日韓闘争において「生まれたばかりの」革マル派は根底からの動揺と混乱に直面し、その「のりきり」の中で、宗派的本質をさらに深めていった。日韓闘争において生み出された革マル派の本質にふれる構造は、不断に彼らを動揺と混乱におい込みながら、70年安保―沖縄闘争にいたる。そして、今みてきたように、70年安保―沖縄闘争の中で同じ混乱と動揺をうけながら、「のりこえ」―「高め」―「めざす」なる「路線」の中で反プロレタリア性を強める。この過程における組織方針上の問題を別にたてて解明することにより、問題はいっそう明確になるが、これは後に行なうこととして、ほぼ同じ問題がつき出され、その「解決」をめぐってある面で革マル派の本質が極めて明確にうきばりにされている「ベトナム反戦闘争論」を「検討」しておこう。革マル派『共産主義者』No29―「ベトナム反戦闘争の教訓と党派闘争の飛躍的強化のために」―中央学生組織委負会論文を対象として行なう。このうち「党派闘争」についての問題は「組織方針」のところで改めて解明するので、ここではこの論文のうち「ベトナム反戦闘争」の部分のみを批判する。まずはじめに彼らの引用を行なってみよう。

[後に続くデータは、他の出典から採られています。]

#![forbid(unsafe_code)]
//! Bounds-checked decoding of cells and records inside one buffer.
//!
//! [`Raw`] is the only code that turns offsets into bytes. Every access is
//! checked against the buffer extent with 64-bit arithmetic, so even an
//! unvalidated buffer can never cause an out-of-range read; the validator
//! walks buffers through the same accessors the reader uses afterwards.
//! Hashing, equality and ordering of serialized values live here too.
//!
//! Serialized values form a DAG: one record may be shared by many parents.
//! Recursive hashing, equality and ordering therefore never revisit a pair
//! of records. Hashes of validated records come from a [`HashIndex`]
//! filled during validation, and equality and ordering memoize the record
//! pairs they have already settled.

use std::cmp::Ordering;

use rustc_hash::{FxHashMap, FxHashSet};

use crate::bitvec::{self, BitView};
use crate::builder::Value;
use crate::format::{self, tag, Cell, CELL_LEN};
use crate::primitives::bytes::le;
use crate::table::{self, TableHead};
use crate::types::{FlatError, Offset, ValidationError};
use crate::value::hash::{self, SeqHasher};
use crate::value::{BitsRef, Node, Number, PrimKind, TableRef, VectorKind, VectorRef};

pub(crate) type VResult<T> = std::result::Result<T, ValidationError>;

/// Hashes of validated records, keyed by record start and the tag the
/// record was reached through.
pub(crate) type HashIndex = FxHashMap<(u32, u32), u32>;

/// Index key of the whole record behind `v`; `None` for inline values,
/// numbers and vectors that are not hashable.
pub(crate) fn index_key(v: Node) -> Option<(u32, u32)> {
    let (off, t) = match v {
        Node::String(off) => (off, tag::STRING),
        Node::BitVector(BitsRef::Packed(off)) => (off, tag::BITVECTOR),
        Node::BitVector(BitsRef::ZerosOnes(off)) => (off, tag::BITVECTOR_ZEROS_ONES),
        Node::BitVector(BitsRef::OnesZeros(off)) => (off, tag::BITVECTOR_ONES_ZEROS),
        Node::Vector(vr) => match vr.kind {
            VectorKind::Prim(kind) => (vr.offset, format::prim_vector_tag(kind)),
            VectorKind::Value { hashable: true } => (vr.offset, tag::VECTOR_VALUE_HASHABLE),
            _ => return None,
        },
        Node::Map(TableRef(Some(off))) => (off, tag::MAP),
        Node::Set(TableRef(Some(off))) => (off, tag::SET),
        _ => return None,
    };
    Some((off.0, t))
}

/// Record pairs already known to be equal or unequal.
#[derive(Copy, Clone, Eq, PartialEq, Hash)]
enum Pair {
    Vectors(VectorRef, VectorRef),
    Tables(u32, u32, bool),
}

/// Length of the `[container id][len]` head of a vector record.
pub(crate) const VECTOR_HEAD_LEN: u64 = 8;

/// Checked view over a whole buffer.
#[derive(Copy, Clone)]
pub(crate) struct Raw<'a> {
    buf: &'a [u8],
    hashes: Option<&'a HashIndex>,
}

「ベトナム反戦・反基地闘争の主体的推進構造…昨年4月6日、米帝は北爆を再開し、5月8日には、北ベトナム全港湾を機雷封鎖するにいたり、それ以来アメリカ帝国主義のベトナム侵略はこれまでになく激烈な形態をとりはじめた。…
1 こうした事態が否応なくわれわれに否定的に迫ってくる客体的現実である。 ―このことは、現実からわれわれに否定的にせまってくる客体的限定(S←O)ということができる。…このことは、否定的にせまる客体に対してそれに自己否定的に即し(主体は客体と自己矛盾的に同一化する)その変革を自らの課題にするという、客体に対するわれわれの主体的限定(S→O)ということが出来る。こうしてわれわれは主客の現実的矛盾(S→←O)を克服するという実践的立場(S→O)にたつのである。われわれは、実践的立場に立ち、自己に矛盾した客体に自己否定的に即することによってわれわれの意識の主観的恣意的な諸規定を止揚(=主観の客観化)しなければならない。しかし、直接的には客体を自己の内容として直観する意識、客観のその超越性における内在化を、つまり衝動的意志を獲得するにすぎない。いわば衝動としての目的の直接性にとどまると言える。したがって、こういう点に無自覚なままただちに実践に移るのであれば衝動としての実践あるいは恣意的な行動が避けがたいだろう。つぎのような場合でも、こうした即自的な段階の固定化(したがって実践的立場そのものも単に外なる対立物を排撃するものとして実貿的に形ガイ化することになるが―)による疎外形態ということも可能である。すなわち、それは『ベトナム(戦争)問題のプロレタリア的解決』を直接おいもとめるような傾向である。こうした傾向においてはすでにまえもってあるべき解決形態(米帝がベトナムからおい出されてベトナム戦争が『プロレタリア的』に解決される)が存在論主義的に想定されている。そしてそのような目標にむけていざたたかいへ、というような任務方針が導き出されてくることになる。かかる任務方針は当然のことながら(米帝に対する)打撃論的な、反権力主義的な、単純な内容におちいらざるをえない。…すなわちこの傾向においては、一方ではわれわれに否定的に迫る客観的現実、これはこの段階ではいまだ無規定的なものであるにもかかわらず、すでにそれが存在論主義的に説明されてしまっている。―つまり唯物論的な対象認識(次に述べるA)は、必然的に欠落する。…したがってわれわれは衝動、意欲としての目的の直接性にとどまることなく、それを認識活動に媒介された思惟活動を通じて、意識的目的、理性的目的へと高めていくのでなければならない」
これは一体何を言おうとしているのかというとベトナムに対する米帝の侵略という客体的現実があり、それが「われわれ」に否定的に迫ってくる。それに直接に対応する「主体」は、それ自体としては「衝動」にすぎないのであり、そのままでは「衝動としての実践」でありあやまりであるという。しかも、「ベトナム戦争のプロレタリア的解決」というような形の場合は、「衝動」であり、「無規定」であるはずのものに「プロレタリア的」などという「存在論主義的」な説明がついていてけしからんというのである。さてこのようなことの上にたって更に次のように言う。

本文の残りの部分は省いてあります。